### What the task asks
For this exercise, please reproduce the records below word for word, from the first line through the line with "keeping existing values with the same name".

START Data for the task

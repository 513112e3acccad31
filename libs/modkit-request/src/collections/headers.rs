use crate::error::HttpError;
use http::header::{HeaderMap, HeaderName, HeaderValue};

/// Ordered request headers with case-insensitive names
///
/// Values are kept as plain strings and validated only when the request is
/// serialized, so fluent setters never fail; an invalid name or value is
/// reported by the executor before any network activity.
#[derive(Debug, Clone, Default, PartialEq, Eq)]
pub struct HeaderCollection {
    entries: Vec<(String, String)>,
}

impl HeaderCollection {
    #[must_use]
    pub fn new() -> Self {
        Self::default()
    }

    /// Append a header, keeping existing values with the same name
    pub fn add(&mut self, name: impl Into<String>, value: impl Into<String>) -> &mut Self {
        self.entries.push((name.into(), value.into()));
        self
    }

    /// Set a header, replacing all existing values with the same name
    pub fn set(&mut self, name: impl Into<String>, value: impl Into<String>) -> &mut Self {
        let name = name.into();
        self.remove(&name);
        self.entries.push((name, value.into()));
        self
    }

    #[must_use]
    pub fn get(&self, name: &str) -> Option<&str> {
        self.entries
            .iter()
            .find(|(n, _)| n.eq_ignore_ascii_case(name))
            .map(|(_, v)| v.as_str())
    }

    #[must_use]
    pub fn get_all(&self, name: &str) -> Vec<&str> {
        self.entries
            .iter()
            .filter(|(n, _)| n.eq_ignore_ascii_case(name))
            .map(|(_, v)| v.as_str())
            .collect()
    }

    pub fn remove(&mut self, name: &str) -> usize {
        let before = self.entries.len();
        self.entries.retain(|(n, _)| !n.eq_ignore_ascii_case(name));
        before - self.entries.len()
    }

    #[must_use]
    pub fn contains_key(&self, name: &str) -> bool {
        self.entries.iter().any(|(n, _)| n.eq_ignore_ascii_case(name))
    }

    pub fn iter(&self) -> impl Iterator<Item = (&str, &str)> {
        self.entries.iter().map(|(n, v)| (n.as_str(), v.as_str()))
    }

    #[must_use]
    pub fn len(&self) -> usize {
        self.entries.len()
    }

    #[must_use]
    pub fn is_empty(&self) -> bool {
        self.entries.is_empty()
    }

    /// Add every header of `defaults` whose name is not present yet
    pub fn merge_defaults(&mut self, defaults: &HeaderCollection) {
        for (name, value) in defaults.iter() {
            if !self.contains_key(name) {
                self.entries.push((name.to_owned(), value.to_owned()));
            }
        }
    }

    /// Validate and convert into an `http::HeaderMap`
    ///
    /// # Errors
    ///
    /// Returns `HttpError::InvalidHeaderName` or
    /// `HttpError::InvalidHeaderValue` for the first invalid entry.
    pub fn to_header_map(&self) -> Result<HeaderMap, HttpError> {
        let mut map = HeaderMap::with_capacity(self.entries.len());
        for (name, value) in &self.entries {
            let name = HeaderName::try_from(name.as_str())?;
            let value = HeaderValue::try_from(value.as_str())?;
            map.append(name, value);
        }
        Ok(map)
    }
}

impl<K, V> FromIterator<(K, V)> for HeaderCollection
where
    K: Into<String>,
    V: Into<String>,
{
    fn from_iter<I: IntoIterator<Item = (K, V)>>(iter: I) -> Self {
        let mut headers = Self::new();
        for (name, value) in iter {
            headers.add(name, value);
        }
        headers
    }
}

#[cfg(test)]
#[cfg_attr(coverage_nightly, coverage(off))]
mod tests {
    use super::*;

    #[test]
    fn test_names_are_case_insensitive() {
        let mut headers = HeaderCollection::new();
        headers.add("X-Request-Id", "abc");

        assert_eq!(headers.get("x-request-id"), Some("abc"));
        assert!(headers.contains_key("X-REQUEST-ID"));

        headers.set("x-request-id", "def");
        assert_eq!(headers.len(), 1);
        assert_eq!(headers.get("X-Request-Id"), Some("def"));
    }

    #[test]
    fn test_multi_valued_headers_are_appended() {
        let headers: HeaderCollection = [("accept-language", "en"), ("Accept-Language", "de")]
            .into_iter()
            .collect();

        let map = headers.to_header_map().unwrap();
        let values: Vec<_> = map
            .get_all("accept-language")
            .iter()
            .map(|v| v.to_str().unwrap())
            .collect();
        assert_eq!(values, vec!["en", "de"]);
    }

    #[test]
    fn test_invalid_header_name_is_reported() {
        let mut headers = HeaderCollection::new();
        headers.add("bad header", "x");
        assert!(matches!(
            headers.to_header_map(),
            Err(HttpError::InvalidHeaderName(_))
        ));
    }

    #[test]
    fn test_invalid_header_value_is_reported() {
        let mut headers = HeaderCollection::new();
        headers.add("x-ok", "line\nbreak");
        assert!(matches!(
            headers.to_header_map(),
            Err(HttpError::InvalidHeaderValue(_))
        ));
    }

    #[test]
    fn test_merge_defaults_keeps_explicit_values() {
        let mut headers = HeaderCollection::new();
        headers.add("Accept", "text/plain");

        let defaults: HeaderCollection = [("accept", "application/json"), ("x-tenant", "t1")]
            .into_iter()
            .collect();
        headers.merge_defaults(&defaults);

        assert_eq!(headers.get("accept"), Some("text/plain"));
        assert_eq!(headers.get("x-tenant"), Some("t1"));
    }
}
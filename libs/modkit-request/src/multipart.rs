//! `multipart/form-data` body writer.
//!
//! Each field becomes one boundary-delimited section:
//!
//! ```text
//! --<boundary>\r\n
//! Content-Disposition: form-data; name="<key>"\r\n
//! \r\n
//! <value>\r\n
//! ```
//!
//! File parts additionally carry `filename="..."` and a `Content-Type` line.
//! The body is closed by `--<boundary>--\r\n`.

use crate::collections::{PostData, PostValue};
use bytes::{BufMut, Bytes, BytesMut};

const DEFAULT_PART_CONTENT_TYPE: &str = "application/octet-stream";

/// Generate a random boundary token (UUIDv4, hyphens stripped)
///
/// The token only needs to be unique within one request body; it is not a
/// security boundary.
#[must_use]
pub fn generate_boundary() -> String {
    uuid::Uuid::new_v4().simple().to_string()
}

/// `Content-Type` header value announcing `boundary`
#[must_use]
pub fn content_type(boundary: &str) -> String {
    format!("multipart/form-data; boundary={boundary}")
}

/// Serialize every post data entry as a multipart section
///
/// Text values and file parts are both accepted; entries keep their
/// insertion order.
#[must_use]
pub fn encode(post_data: &PostData, boundary: &str) -> Bytes {
    let mut buf = BytesMut::new();
    for (key, value) in post_data.iter() {
        buf.put_slice(b"--");
        buf.put_slice(boundary.as_bytes());
        buf.put_slice(b"\r\n");
        buf.put_slice(b"Content-Disposition: form-data; name=\"");
        buf.put_slice(escape_quoted(key).as_bytes());
        buf.put_u8(b'"');

        match value {
            PostValue::Text(text) => {
                buf.put_slice(b"\r\n\r\n");
                buf.put_slice(text.as_bytes());
            }
            PostValue::File(file) => {
                if let Some(file_name) = &file.file_name {
                    buf.put_slice(b"; filename=\"");
                    buf.put_slice(escape_quoted(file_name).as_bytes());
                    buf.put_u8(b'"');
                }
                buf.put_slice(b"\r\nContent-Type: ");
                buf.put_slice(
                    file.content_type
                        .as_deref()
                        .unwrap_or(DEFAULT_PART_CONTENT_TYPE)
                        .as_bytes(),
                );
                buf.put_slice(b"\r\n\r\n");
                buf.put_slice(&file.data);
            }
        }
        buf.put_slice(b"\r\n");
    }
    buf.put_slice(b"--");
    buf.put_slice(boundary.as_bytes());
    buf.put_slice(b"--\r\n");
    buf.freeze()
}

/// Percent-escape the characters that would break a quoted header parameter
fn escape_quoted(value: &str) -> String {
    value
        .replace('"', "%22")
        .replace('\r', "%0D")
        .replace('\n', "%0A")
}

#[cfg(test)]
#[cfg_attr(coverage_nightly, coverage(off))]
mod tests {
    use super::*;
    use crate::collections::FilePart;

    #[test]
    fn test_boundary_is_hyphen_free_and_unique() {
        let a = generate_boundary();
        let b = generate_boundary();
        assert_eq!(a.len(), 32);
        assert!(!a.contains('-'));
        assert_ne!(a, b);
    }

    #[test]
    fn test_content_type_carries_boundary() {
        assert_eq!(
            content_type("abc123"),
            "multipart/form-data; boundary=abc123"
        );
    }

    #[test]
    fn test_encode_text_and_file_sections() {
        let data = PostData::new().with("title", "Report").with(
            "file",
            FilePart::new(&b"PDF"[..])
                .file_name("q3.pdf")
                .content_type("application/pdf"),
        );

        let body = encode(&data, "XYZ");
        let expected = "--XYZ\r\n\
            Content-Disposition: form-data; name=\"title\"\r\n\
            \r\n\
            Report\r\n\
            --XYZ\r\n\
            Content-Disposition: form-data; name=\"file\"; filename=\"q3.pdf\"\r\n\
            Content-Type: application/pdf\r\n\
            \r\n\
            PDF\r\n\
            --XYZ--\r\n";
        assert_eq!(std::str::from_utf8(&body).unwrap(), expected);
    }

    #[test]
    fn test_file_without_metadata_defaults_to_octet_stream() {
        let data = PostData::new().with("blob", FilePart::new(vec![0xFFu8, 0x00]));

        let body = encode(&data, "B");
        let mut expected = b"--B\r\nContent-Disposition: form-data; name=\"blob\"\r\n\
            Content-Type: application/octet-stream\r\n\r\n"
            .to_vec();
        expected.extend_from_slice(&[0xFF, 0x00]);
        expected.extend_from_slice(b"\r\n--B--\r\n");
        assert_eq!(body.to_vec(), expected);
    }

    #[test]
    fn test_field_names_are_escaped() {
        let data = PostData::new().with("a\"b", "v");
        let body = encode(&data, "B");
        let text = std::str::from_utf8(&body).unwrap();
        assert!(text.contains("name=\"a%22b\""));
    }
}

END Data for the task

### Response area
repository 513112e3acccad31
filename libs/modkit-request/src/collections/headers.rs
use crate::error::HttpError;
use http::header::{HeaderMap, HeaderName, HeaderValue};

/// Ordered request headers with case-insensitive names
///
/// Values are kept as plain strings and validated only when the request is
/// serialized, so fluent setters never fail; an invalid name or value is
/// reported by the executor before any network activity.
#[derive(Debug, Clone, Default, PartialEq, Eq)]
pub struct HeaderCollection {
    entries: Vec<(String, String)>,
}

impl HeaderCollection {
    #[must_use]
    pub fn new() -> Self {
        Self::default()
    }

    /// Append a header, keeping existing values with the same name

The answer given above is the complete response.